Blitar
Desa Jimbe, Ladang Sinden di Jawa Timur yang Terancam Punah, Tapi Kini Lahir Bibit-Bibit Baru
"Dulu itu, kalau ada orang mencari sinden, ya ke desa kami ini. Itu karena para wanitanya dulu itu rata-rata pesinden"
Penulis: Imam Taufiq | Editor: eko darmoko
SURYAMALANG.COM, BLITAR - Di era perkembangan musik yang serba modern seperti sekarang ini, profesi sinden atau waranggana sudah langka. Itu karena profesi sinden dianggap punya masa depan tak menjanjikan alias suram. Sehingga pelan-pelan ditinggalkan oleh para wanita yang punya keahlihan tarik suara dengan diiringi seperangkat gamelan tersebut.
Namun, tidak demikian di Kabupaten Blitar. Justru di tempat masa kecil Soekarno, Presiden pertama Indonesia itu, profesi sinden tetap dilestarikan dan dibudayakan. Seperti Selasa (6/9/2016) siang, ada lomba menyinden, yang berlangsung di Desa Jimbe, Kecamatan Kademangan. Pesertanya luar biasa karena tak hanya ibu-ibu, namun para pelajar seperti SMA, dan SMP, bahkan anak SD pun, tak ketinggalan.

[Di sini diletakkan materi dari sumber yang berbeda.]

//! Metrics collection and exposition.
//!
//! # Metrics
//! - `mesh_probes_total` (counter): probes by peer and outcome
//! - `mesh_probe_duration_seconds` (histogram): probe latency by peer
//! - `mesh_health_requests_total` (counter): `/health` requests served
//!
//! Recording is a no-op until a recorder is installed with `init_metrics`.

use std::net::SocketAddr;
use std::time::Instant;

use metrics_exporter_prometheus::{BuildError, PrometheusBuilder};

use crate::health::ProbeOutcome;

/// Install the Prometheus recorder and its HTTP listener.
pub fn init_metrics(addr: SocketAddr) -> Result<(), BuildError> {
    PrometheusBuilder::new().with_http_listener(addr).install()?;
    tracing::info!(address = %addr, "Metrics exporter listening");
    Ok(())
}

pub fn record_probe(peer: &str, outcome: ProbeOutcome, start: Instant) {
    ::metrics::counter!(
        "mesh_probes_total",
        "peer" => peer.to_string(),
        "outcome" => outcome.as_str()
    )
    .increment(1);
    ::metrics::histogram!("mesh_probe_duration_seconds", "peer" => peer.to_string())
        .record(start.elapsed().as_secs_f64());
}

pub fn record_health_request() {
    ::metrics::counter!("mesh_health_requests_total").increment(1);
}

Jumlah pesertanya mencapai 98 orang karena diikuti para pesinden se-Kabupaten Blitar. Yakni, itu terdiri dari anak SD sebanyak 13 peserta, pelajar SMP dan SMK sebanyak 31 peserta dan 54 peserta terdiri dari ibu-ibu.
Meski itu hanya berlangsung di jalan desa atau Desa Jimbe, namun cukup meriah karena penontonnya juga cukup banyak. Tak hanya masyarakat umum, namun para guru, camat, danramil dan kapolsek se-Kabupaten Blitar, juga hadir. Termasuk, M Trianto, Bupati Blitar juga hadir karena lomba itu selain dalam rangka memperingati hari 17 Agustus, juga sekaligus memperebutkan piala orang nomer satu di Kabupaten Blitar tersebut.
"Lomba sinden ini baru pertama kali ini diadakan di Kabupaten Blitar. Namun, rupanya mendapatkan apresiasi dari masyarakat. Buktinya, pesertanya cukup banyak dan dihadiri banyak warga yang ingin menyaksikannya. Sepertinya, warga rindu akan tontonan seperti ini," tutur Fahrudin (46), ketua paguyupan Sinden Jimbe.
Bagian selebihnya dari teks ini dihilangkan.